Microsoft forges ahead with its anti-Google Scroogle campaign

Reports that the software giant's persistent assault on Google is winding down aren't correct. "Scroogled will go on as long as Google keeps Scroogling people," Microsoft says.

Microsoft's Scroogle Web site. Screenshot by Steven Musil/CNET

Microsoft has confirmed that by no means is it winding down its anti-Google Scroogle campaign. In fact, the company was so pleased with the last two chapters of its crusade that it's gearing up for a third chapter.

"Scroogled will go on as long as Google keeps Scroogling people," a Microsoft spokesperson told CNET.

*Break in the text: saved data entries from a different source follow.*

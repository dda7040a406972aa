//! Persistent key-value store boundary.
//!
//! The core persists every document (context list, always-active set,
//! options) as a whole JSON string under a well-known key. Values are
//! replaced wholesale on write; there is no partial merge of a stored
//! value.

pub mod persistence;

pub use persistence::SledStore;

use crate::error::StorageError;
use async_trait::async_trait;
use parking_lot::RwLock;
use std::collections::HashMap;

/// Storage key for the serialized context list.
pub const KEY_CONTEXTS: &str = "contexts";

/// Storage key for the serialized always-active id list.
pub const KEY_ALWAYS_ACTIVE: &str = "always_active";

/// Persistent store interface
///
/// All operations are asynchronous and carry whole-value replace semantics.
/// A missing key reads as `None`, never as an error.
#[async_trait]
pub trait KeyValueStore: Send + Sync {
    async fn get(&self, key: &str) -> Result<Option<String>, StorageError>;

    async fn set(&self, key: &str, value: &str) -> Result<(), StorageError>;

    async fn get_multiple(
        &self,
        keys: &[&str],
    ) -> Result<HashMap<String, String>, StorageError>;

    async fn set_multiple(&self, values: &HashMap<String, String>) -> Result<(), StorageError>;
}

/// Volatile in-memory store
///
/// Backs short-lived surfaces and tests; contents are lost when the
/// process exits.
#[derive(Default)]
pub struct MemoryStore {
    values: RwLock<HashMap<String, String>>,
}

impl MemoryStore {
    pub fn new() -> Self {
        Self::default()
    }
}

#[async_trait]
impl KeyValueStore for MemoryStore {
    async fn get(&self, key: &str) -> Result<Option<String>, StorageError> {
        Ok(self.values.read().get(key).cloned())
    }

    async fn set(&self, key: &str, value: &str) -> Result<(), StorageError> {
        self.values
            .write()
            .insert(key.to_string(), value.to_string());
        Ok(())
    }

    async fn get_multiple(
        &self,
        keys: &[&str],
    ) -> Result<HashMap<String, String>, StorageError> {
        let values = self.values.read();
        Ok(keys
            .iter()
            .filter_map(|key| values.get(*key).map(|v| ((*key).to_string(), v.clone())))
            .collect())
    }

    async fn set_multiple(&self, values: &HashMap<String, String>) -> Result<(), StorageError> {
        let mut stored = self.values.write();
        for (key, value) in values {
            stored.insert(key.clone(), value.clone());
        }
        Ok(())
    }
}
//! Context Directory
//!
//! CRUD over the ordered list of named contexts and their unit membership.
//! Mutations touch memory only; every mutation must be followed by an
//! explicit `save()` to survive a process restart. Member ids may dangle
//! (the unit was uninstalled later) and are tolerated everywhere.

use crate::error::{DirectoryError, StorageError};
use crate::store::{KeyValueStore, KEY_CONTEXTS};
use crate::types::UnitId;
use serde::{Deserialize, Serialize};
use std::collections::HashSet;
use std::sync::Arc;
use tracing::warn;

/// A named group of unit ids
#[derive(Debug, Clone, Serialize, Deserialize, PartialEq, Eq)]
#[serde(rename_all = "camelCase")]
pub struct Context {
    pub name: String,
    /// Host-interpreted image reference shown next to the name
    pub image: String,
    /// Whether quick-access surfaces show the image for this context
    #[serde(default)]
    pub show_icon: bool,
    #[serde(default)]
    pub members: Vec<UnitId>,
}

impl Context {
    pub fn new(name: impl Into<String>, image: impl Into<String>, show_icon: bool) -> Self {
        Self {
            name: name.into(),
            image: image.into(),
            show_icon,
            members: Vec::new(),
        }
    }

    pub fn is_member(&self, id: &str) -> bool {
        self.members.iter().any(|member| member == id)
    }
}

/// Activation state of a context relative to the live unit universe
#[derive(Debug, Clone, Copy, PartialEq, Eq, Serialize, Deserialize)]
#[serde(rename_all = "snake_case")]
pub enum ContextStatus {
    /// Every member is currently enabled
    Enabled,
    /// No member is currently enabled
    Disabled,
    /// Some members are enabled, some are not
    Partial,
}

/// Ordered collection of contexts backed by the persistent store
pub struct ContextDirectory {
    store: Arc<dyn KeyValueStore>,
    contexts: Vec<Context>,
}

impl ContextDirectory {
    pub fn new(store: Arc<dyn KeyValueStore>) -> Self {
        Self {
            store,
            contexts: Vec::new(),
        }
    }

    /// Reload the context list from the store
    ///
    /// A missing key or unreadable document starts the directory empty;
    /// storage problems are logged, never fatal.
    pub async fn load(&mut self) {
        match self.store.get(KEY_CONTEXTS).await {
            Ok(Some(raw)) => match serde_json::from_str::<Vec<Context>>(&raw) {
                Ok(contexts) => self.contexts = contexts,
                Err(e) => {
                    warn!(error = %e, "Stored context list is unreadable, starting empty");
                    self.contexts = Vec::new();
                }
            },
            Ok(None) => self.contexts = Vec::new(),
            Err(e) => {
                warn!(error = %e, "Failed to read context list, starting empty");
                self.contexts = Vec::new();
            }
        }
    }

    /// Persist the full context list as one document
    pub async fn save(&self) -> Result<(), StorageError> {
        let raw = serde_json::to_string(&self.contexts)?;
        self.store.set(KEY_CONTEXTS, &raw).await
    }

    /// Append a new, empty context
    pub fn create(
        &mut self,
        name: impl Into<String>,
        image: impl Into<String>,
        show_icon: bool,
    ) -> Result<(), DirectoryError> {
        let name = name.into();
        if self.exists(&name) {
            return Err(DirectoryError::DuplicateName(name));
        }
        self.contexts.push(Context::new(name, image, show_icon));
        Ok(())
    }

    pub fn get(&self, name: &str) -> Option<&Context> {
        self.contexts.iter().find(|context| context.name == name)
    }

    pub fn exists(&self, name: &str) -> bool {
        self.get(name).is_some()
    }

    /// Add a unit to a context; no-op if already a member or the context
    /// does not exist.
    pub fn add_member(&mut self, name: &str, id: &str) {
        if let Some(context) = self.contexts.iter_mut().find(|c| c.name == name) {
            if !context.is_member(id) {
                context.members.push(id.to_string());
            }
        }
    }

    /// Remove a unit from a context; no-op if absent.
    pub fn remove_member(&mut self, name: &str, id: &str) {
        if let Some(context) = self.contexts.iter_mut().find(|c| c.name == name) {
            context.members.retain(|member| member != id);
        }
    }

    pub fn is_member(&self, name: &str, id: &str) -> bool {
        self.get(name).is_some_and(|context| context.is_member(id))
    }

    /// Add a unit to every context (idempotent per context).
    pub fn add_member_to_all(&mut self, id: &str) {
        for context in &mut self.contexts {
            if !context.is_member(id) {
                context.members.push(id.to_string());
            }
        }
    }

    /// Remove a unit from every context's membership (idempotent).
    pub fn remove_member_from_all(&mut self, id: &str) {
        for context in &mut self.contexts {
            context.members.retain(|member| member != id);
        }
    }

    /// Replace the whole ordered list (editor bulk-commit path)
    pub fn set_all(&mut self, contexts: Vec<Context>) {
        self.contexts = contexts;
    }

    pub fn contexts(&self) -> &[Context] {
        &self.contexts
    }

    pub fn is_empty(&self) -> bool {
        self.contexts.is_empty()
    }

    /// Classify every context against the set of currently enabled ids.
    ///
    /// Dangling member ids count as inactive. A context with no members
    /// reports `Enabled`.
    pub fn statuses(&self, enabled_ids: &HashSet<UnitId>) -> Vec<(String, ContextStatus)> {
        self.contexts
            .iter()
            .map(|context| {
                let active = context
                    .members
                    .iter()
                    .filter(|member| enabled_ids.contains(*member))
                    .count();
                let status = if active == context.members.len() {
                    ContextStatus::Enabled
                } else if active == 0 {
                    ContextStatus::Disabled
                } else {
                    ContextStatus::Partial
                };
                (context.name.clone(), status)
            })
            .collect()
    }
}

Microsoft began its Scroogle campaign with the goal of urging users to dump Gmail for its own Outlook.com over privacy concerns. Dubbed "Don't get Scroogled by Gmail," Microsoft addresses the issue that Google scans users' e-mails to determine relevant advertisements to place alongside the messages.

The second phase of its campaign began in late November when Microsoft launched Scroogled.com and took aim at Google Shopping search results, which are paid for by companies. So far, the crux of Scroogle has been negative advertising aimed at revealing Google's alleged lack of privacy concerns.

Other news outlets have reported this week that Microsoft is ending its TV advertising campaign, which the Microsoft spokesperson told CNET is true. However, other aspects of the campaign will continue, such as the Scroogle Web site and online petition. It's not clear what form the next phase of the campaign will take, but Microsoft has confirmed there will be another chapter.

"We know Google doesn't like it when the facts come out," the Microsoft spokesperson told CNET. "Chapter two of the consumer education campaign has shown people care about their privacy. More than 3.5 million people visited Scroogled.com, and nearly 115,000 people signed a petition asking Google to stop going through their Gmail. Stay tuned for the next chapter."

While Microsoft also shows ads with its Outlook service, the tech giant asserts it automatically scans the contents of users' e-mails only to prevent spam, malware, and other unwanted activity.

Google has long maintained that its automated scanning technology does not invade users' privacy.

"Advertising keeps Google and many of the websites and services Google offers free of charge," Google said in a statement last month. "We work hard to make sure that ads are safe, unobtrusive and relevant. No humans read your email or Google account information in order to show you advertisements or related information."

When contacted by CNET, Google declined to comment on the fact that Microsoft is continuing its Scroogle campaign.